A key element left out of the above equation is creativity. Building things is fun, and being a "producer" rather than a consumer feeds into pride of accomplishment. Competency with tools, especially good tools is powerful because the barrier to the transition from ideas-to-systems lowers. There have been times when I have been immersed in a domain and felt as though my ability to transfer thought to code was only limited by my thoughts. Perhaps the is male arrogance, but I recall that it is an extremely powerful feeling.

If creation (producing) is powerful then it makes sense to explore the ways to create efficiently, to play with the thought-to-code transfer function. This motivates the investigation of the array of languages, frameworks, and models in general, and those that pertain to the web specifically. The same motivation applies when seeking knowledge (researching/reading broadly): the more you are aware of, the better your thinking and you ability to consider useful abstractions.

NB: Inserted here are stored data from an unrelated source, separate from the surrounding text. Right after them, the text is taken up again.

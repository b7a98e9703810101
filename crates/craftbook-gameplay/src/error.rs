//! Error classification shared by every crafting subsystem.

use std::fmt;

/// Broad category of a crafting failure.
///
/// Each concrete error type (`InventoryError`, `CraftingError`, and the
/// loader errors in the engine crate) maps onto one of these through its
/// `kind()` method, so callers can react to the category without matching on
/// every variant.
#[derive(Debug, Clone, Copy, PartialEq, Eq, Hash)]
pub enum ErrorKind {
    /// An amount would become negative, overflow, or a removal asked for
    /// items that are not present.
    InvalidArgument,
    /// A recipe name is not registered.
    NotFound,
    /// A recipe name is already registered.
    DuplicateKey,
    /// A recipe document could not be parsed.
    ParseError,
}

impl fmt::Display for ErrorKind {
    fn fmt(&self, f: &mut fmt::Formatter<'_>) -> fmt::Result {
        let name = match self {
            Self::InvalidArgument => "invalid argument",
            Self::NotFound => "not found",
            Self::DuplicateKey => "duplicate key",
            Self::ParseError => "parse error",
        };
        f.write_str(name)
    }
}
//! # Craftbook Gameplay
//!
//! Crafting and inventory bookkeeping for Craftbook.
//!
//! This crate provides the data model every other part of the workspace
//! builds on:
//! - Item bundles (a named item and its quantity)
//! - Inventory system (item quantities with a non-negative invariant)
//! - Recipes (ingredients consumed, one output produced)
//! - Recipe book (registration, craftable queries, craft-by-name)
//! - Error categories shared by all of the above

#![warn(missing_docs)]
#![warn(clippy::all)]
#![deny(clippy::unwrap_used)]

pub mod bundle;
pub mod crafting;
pub mod error;
pub mod inventory;

/// Prelude for convenient imports
pub mod prelude {
    pub use crate::bundle::*;
    pub use crate::crafting::*;
    pub use crate::error::*;
    pub use crate::inventory::*;
}

pub use prelude::*;

#[cfg(test)]
mod tests {
    use super::*;

    #[test]
    fn test_inventory_add_remove() {
        let mut inv = Inventory::new();

        assert!(inv.change_amount("stone", 5).is_ok());
        assert_eq!(inv.amount("stone"), 5);

        assert!(inv.change_amount("stone", -3).is_ok());
        assert_eq!(inv.amount("stone"), 2);
    }

    #[test]
    fn test_craft_into_separate_inventory() {
        let recipe = Recipe::with_ingredients("flag", 1, [("cloth", 1), ("stick", 1)])
            .expect("valid recipe");

        let mut workbench = Inventory::from_amounts([("cloth", 1), ("stick", 1)])
            .expect("valid amounts");
        let mut backpack = Inventory::new();

        let output = recipe.craft(&mut workbench).expect("craft");
        backpack.add_item(&output).expect("store");

        assert!(workbench.is_empty());
        assert_eq!(backpack.amount("flag"), 1);
    }

    #[test]
    fn test_error_kinds() {
        let not_found = CraftingError::RecipeNotFound("sword".to_string());
        let negative: CraftingError = InventoryError::NegativeAmount {
            item: "stone".to_string(),
            amount: -1,
        }
        .into();

        assert_eq!(not_found.kind(), ErrorKind::NotFound);
        assert_eq!(negative.kind(), ErrorKind::InvalidArgument);
    }
}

As such, investigating varied web technologies is motivated by the potentials for creativity, and more specifically the creative power that comes through the reduced barrier between thought and code.

So why self-funded? The source of cash is a controlling factor. Awards (research) and seed funding provide short term solutions, although ultimately self-perpetuating revenue streams are required to maintain control what you realise and how you realise it. Having no income and the unsustainability of the situation focuses attention like a laser.

That kind of captures my feels regarding self-funded web developement, as well as broader notions of my passion for software engineering and continuous learning. Looking at such activity through a "risk mitigation" lens, especially financial or technology risk misses all the interesting stuff.

1 comments:

Todd said...

"So why self-funded? The source of cash is a controlling factor...ultimately self-perpetuating revenue streams are required to maintain control what you realise and how you realise it. Having no income and the unsustainability of the situation focuses attention like a laser."

Excellent! You may be interested in the Bootstrappers movement here in Texas, which has the same philosophy on outside investments:

http://www.bootstrapaustin.org/wiki/index.php/Bootstrap_Community_Playbook

Great post, geat blog, thank you!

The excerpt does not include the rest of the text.